IN THE SUPREME COURT OF BRITISH COLUMBIA

Citation:

R. v. Van Buskirk,

 

2007 BCSC 1924

Date: 20071130
Docket: 3517
Registry: Victoria

Regina

v.

Brent William Van Buskirk

Before: The Honourable Mr. Justice Groberman

Oral Reasons for Sentence

November 30, 2007

Crown Counsel

P. Weir
S. Fudge

 

Counsel for the Accused

J. Heller
S. Coltart

 

Date and Place of Trial

October 15-19, 22-26, 29-31
November 1-2, 5-9 and 30
Vancouver, B.C.

 

[1]                THE COURT:  The accused has pled guilty to first degree murder under the provisions of the Youth Criminal Justice Act, S.C. 2002, c. 1.  He admits that on August 29, 2004, shortly before 1:30 a.m., he shot and killed Manjinder Singh Nutt, generally known of as Ravi Nutt.  Mr. Van Buskirk was only days away from his eighteenth birthday when the murder occurred and, accordingly, he is a young person for the purposes of the Youth Criminal Justice Act.

[2]                He applied under s. 63 of that Act to have a youth sentence imposed.  Under s. 63(2), the Attorney General filed notice that he did not oppose the application and the court must, therefore, impose a youth sentence in this case.

[3]                Pursuant to s. 42(2)(q)(i) of the Youth Criminal Justice Act, the maximum youth sentence for first degree murder is 10 years, consisting of up to six years in custody and the balance, under conditional supervision, to be served in the community in accordance with s. 105 of the Youth Criminal Justice Act.

[4]                I mention that this maximum sentence is in sharp contrast to those under the Criminal Code.  An adult convicted of first degree murder is subject to a life sentence, with a minimum period of 25 years without parole eligibility.  A 17‑year‑old sentenced as an adult - and I note that the Youth Criminal Justice Act makes first degree murder an offence for which a young person is presumptively sentenced as an adult - receives a life sentence, without eligibility for parole for 10 years.

[5]                I point these other sentences out not because they play a role in my disposition of this matter, but only to impress upon you, Mr. Van Buskirk, that had this offence between committed when you were a few days older, or had the presumptive adult sentence been imposed, you would indeed be facing a much bleaker picture than you do today.

[6]                There are very few issues on this sentencing.  Both Crown and defence agree that the crime is one for which the maximum youth sentence should be imposed.  Two issues do arise, however, and those are whether credit should be given for pretrial custody, and whether the sentence should be concurrent or consecutive to an adult sentence for contempt of court that Mr. Van Buskirk is currently serving.

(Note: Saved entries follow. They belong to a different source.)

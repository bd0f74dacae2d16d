//! Plan execution
//!
//! Consumes compiled plans and produces lazily materialized results.
//!
//! - [`QueryExecutor`]: runs each plan strategy against a datastore
//! - [`PredicateFilter`]: client-side predicate evaluation
//! - [`ResultSorter`]: client-side sort with datastore ordering rules
//! - [`QueryResult`]: lazy rows plus the resumption cursor

mod executor;
mod filters;
mod result;
mod sorter;

pub use executor::QueryExecutor;
pub use filters::{like_matches, PredicateFilter};
pub use result::{QueryOutput, QueryResult, RowsPage};
pub use sorter::ResultSorter;
//! Record sorting
//!
//! Sort is stable and deterministic: ties on every sort property fall back
//! to key order. A list property sorts by its smallest element ascending
//! and by its largest element descending, as the datastore index does.

use std::cmp::Ordering;

use crate::model::{Record, Value};
use crate::planner::{SortDirection, SortPredicate};

/// Sorts records by sort predicates
pub struct ResultSorter;

impl ResultSorter {
    pub fn sort(records: &mut [Record], sorts: &[SortPredicate]) {
        records.sort_by(|a, b| Self::compare(a, b, sorts));
    }

    pub fn compare(a: &Record, b: &Record, sorts: &[SortPredicate]) -> Ordering {
        for sort in sorts {
            let a_val = Self::sort_value(a, sort);
            let b_val = Self::sort_value(b, sort);

            // Missing properties order first
            let ordering = match (&a_val, &b_val) {
                (None, None) => Ordering::Equal,
                (None, Some(_)) => Ordering::Less,
                (Some(_), None) => Ordering::Greater,
                (Some(x), Some(y)) => x.compare(y),
            };

            let ordering = match sort.direction {
                SortDirection::Asc => ordering,
                SortDirection::Desc => ordering.reverse(),
            };
            if ordering != Ordering::Equal {
                return ordering;
            }
        }
        a.key().cmp(b.key())
    }

    /// Returns true if the record holds every sorted property. Records
    /// missing one are not part of a sorted result.
    pub fn has_sort_values(record: &Record, sorts: &[SortPredicate]) -> bool {
        sorts.iter().all(|s| record.value_of(&s.property).is_some())
    }

    /// The value a record sorts by for one sort predicate
    pub fn sort_value(record: &Record, sort: &SortPredicate) -> Option<Value> {
        let value = record.value_of(&sort.property)?;
        let elements = value.elements();
        let picked = match sort.direction {
            SortDirection::Asc => elements.min_by(|x, y| x.compare(y)),
            SortDirection::Desc => elements.max_by(|x, y| x.compare(y)),
        };
        picked.cloned()
    }
}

[7]                I will deal first with the issue of whether this case is indeed one in which the maximum youth sentence should be imposed.  At the time of the murder Mr. Van Buskirk was hiding in a treed area behind a chain-link fence adjacent to Mr. Nutt's residence in a residential area of Saanich, which is part of Greater Victoria.  He was armed with a .45 calibre handgun and shot Mr. Nutt once in the back of the head.  It appears that Mr. Nutt died instantaneously.  It is apparent that the murder was well planned.  Mr. Van Buskirk was able to get away from the scene of the crime without being detected, and it was only months later, after obtaining a wiretap authorization in respect of another suspect, that suspicion began to focus on Mr. Van Buskirk.

[8]                While I have been given few details of the crime, it is fairly clear that Mr. Van Buskirk was a hired gun.  His only motives for the murder, as far as I can determine, were remuneration and the opportunity to launch himself on a career as a professional hit-man.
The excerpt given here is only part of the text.